-- Opening Marker --

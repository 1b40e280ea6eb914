//! Page metadata returned alongside list results.

use serde::Serialize;

/// Number of leads per page when the caller does not ask for a limit.
pub const DEFAULT_ITEMS_PER_PAGE: usize = 10;

/// How many page links to show around the edges and the current page.
#[derive(Debug, Clone, Copy)]
struct PageWindow {
    left_edge: usize,
    left_current: usize,
    right_current: usize,
    right_edge: usize,
}

const DEFAULT_WINDOW: PageWindow = PageWindow {
    left_edge: 2,
    left_current: 2,
    right_current: 4,
    right_edge: 2,
};

/// Builds the compact navigation list: page numbers with `None` marking gaps.
fn get_pages(total_pages: usize, current_page: usize, window: PageWindow) -> Vec<Option<usize>> {
    let last_page = total_pages;

    if last_page == 0 {
        return vec![];
    }

    let mut pages = Vec::new();

    let left_end = (1 + window.left_edge).min(last_page + 1);
    pages.extend((1..left_end).map(Some));

    let mid_start = left_end.max(current_page.saturating_sub(window.left_current));
    let mid_end = (current_page + window.right_current + 1).min(last_page + 1);

    if mid_start > left_end {
        pages.push(None);
    }
    pages.extend((mid_start..mid_end).map(Some));

    let right_start = mid_end.max(last_page.saturating_sub(window.right_edge) + 1);

    if right_start > mid_end {
        pages.push(None);
    }
    pages.extend((right_start..=last_page).map(Some));

    pages
}

/// One page of results plus what a client needs to navigate the rest.
#[derive(Debug, Serialize)]
pub struct Paginated<T> {
    pub items: Vec<T>,
    /// Number of items matching the filters across all pages.
    pub total: usize,
    pub page: usize,
    pub limit: usize,
    pub total_pages: usize,
    pub pages: Vec<Option<usize>>,
}

impl<T> Paginated<T> {
    pub fn new(items: Vec<T>, current_page: usize, limit: usize, total: usize) -> Self {
        let current_page = current_page.max(1);
        let total_pages = if limit == 0 { 0 } else { total.div_ceil(limit) };

        let pages = get_pages(total_pages, current_page, DEFAULT_WINDOW);

        Self {
            items,
            total,
            page: current_page,
            limit,
            total_pages,
            pages,
        }
    }
}

#[cfg(test)]
mod tests {
    use super::*;

    #[test]
    fn no_pages_for_empty_result() {
        assert!(get_pages(0, 1, DEFAULT_WINDOW).is_empty());
        let page: Paginated<u8> = Paginated::new(vec![], 1, 10, 0);
        assert_eq!(page.total_pages, 0);
        assert!(page.pages.is_empty());
    }

    #[test]
    fn short_ranges_have_no_gaps() {
        assert_eq!(
            get_pages(3, 2, DEFAULT_WINDOW),
            vec![Some(1), Some(2), Some(3)]
        );
    }

    #[test]
    fn long_ranges_collapse_into_gaps() {
        assert_eq!(
            get_pages(20, 10, DEFAULT_WINDOW),
            vec![
                Some(1),
                Some(2),
                None,
                Some(8),
                Some(9),
                Some(10),
                Some(11),
                Some(12),
                Some(13),
                Some(14),
                None,
                Some(19),
                Some(20),
            ]
        );
    }

    #[test]
    fn total_pages_rounds_up() {
        let page = Paginated::new(vec![1, 2], 2, 2, 5);
        assert_eq!(page.total_pages, 3);
        assert_eq!(page.page, 2);
        assert_eq!(page.total, 5);
    }

    #[test]
    fn page_zero_is_treated_as_first() {
        let page = Paginated::new(vec![1], 0, 10, 1);
        assert_eq!(page.page, 1);
    }
}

-- Closing Marker --

=== Assigned task ===
All the lines of the material above must be given again exactly.

=== Reply ===
repository 1b40e280ea6eb914
//! Page metadata returned alongside list results.

use serde::Serialize;

/// Number of leads per page when the caller does not ask for a limit.
pub const DEFAULT_ITEMS_PER_PAGE: usize = 10;

/// How many page links to show around the edges and the current page.
#[derive(Debug, Clone, Copy)]
struct PageWindow {
    left_edge: usize,
    left_current: usize,
    right_current: usize,
    right_edge: usize,
}

const DEFAULT_WINDOW: PageWindow = PageWindow {
    left_edge: 2,
    left_current: 2,
    right_current: 4,
    right_edge: 2,
};

/// Builds the compact navigation list: page numbers with `None` marking gaps.
fn get_pages(total_pages: usize, current_page: usize, window: PageWindow) -> Vec<Option<usize>> {
    let last_page = total_pages;

    if last_page == 0 {
        return vec![];
    }

    let mut pages = Vec::new();

    let left_end = (1 + window.left_edge).min(last_page + 1);
    pages.extend((1..left_end).map(Some));

    let mid_start = left_end.max(current_page.saturating_sub(window.left_current));
    let mid_end = (current_page + window.right_current + 1).min(last_page + 1);

    if mid_start > left_end {
        pages.push(None);
    }
    pages.extend((mid_start..mid_end).map(Some));

    let right_start = mid_end.max(last_page.saturating_sub(window.right_edge) + 1);

    if right_start > mid_end {
        pages.push(None);
    }
    pages.extend((right_start..=last_page).map(Some));

    pages
}

/// One page of results plus what a client needs to navigate the rest.
#[derive(Debug, Serialize)]
pub struct Paginated<T> {
    pub items: Vec<T>,
    /// Number of items matching the filters across all pages.
    pub total: usize,
    pub page: usize,
    pub limit: usize,
    pub total_pages: usize,
    pub pages: Vec<Option<usize>>,
}

impl<T> Paginated<T> {
    pub fn new(items: Vec<T>, current_page: usize, limit: usize, total: usize) -> Self {
        let current_page = current_page.max(1);
        let total_pages = if limit == 0 { 0 } else { total.div_ceil(limit) };

        let pages = get_pages(total_pages, current_page, DEFAULT_WINDOW);

        Self {
            items,
            total,
            page: current_page,
            limit,
            total_pages,
            pages,
        }
    }
}

#[cfg(test)]
mod tests {
    use super::*;

    #[test]
    fn no_pages_for_empty_result() {
        assert!(get_pages(0, 1, DEFAULT_WINDOW).is_empty());
        let page: Paginated<u8> = Paginated::new(vec![], 1, 10, 0);
        assert_eq!(page.total_pages, 0);
        assert!(page.pages.is_empty());
    }

    #[test]
    fn short_ranges_have_no_gaps() {
        assert_eq!(
            get_pages(3, 2, DEFAULT_WINDOW),
            vec![Some(1), Some(2), Some(3)]
        );
    }

    #[test]
    fn long_ranges_collapse_into_gaps() {
        assert_eq!(
            get_pages(20, 10, DEFAULT_WINDOW),
            vec![
                Some(1),
                Some(2),
                None,
                Some(8),
                Some(9),
                Some(10),
                Some(11),
                Some(12),
                Some(13),
                Some(14),
                None,
                Some(19),
                Some(20),
            ]
        );
    }

    #[test]
    fn total_pages_rounds_up() {
        let page = Paginated::new(vec![1, 2], 2, 2, 5);
        assert_eq!(page.total_pages, 3);
        assert_eq!(page.page, 2);
        assert_eq!(page.total, 5);
    }

    #[test]
    fn page_zero_is_treated_as_first() {
        let page = Paginated::new(vec![1], 0, 10, 1);
        assert_eq!(page.page, 1);
    }
}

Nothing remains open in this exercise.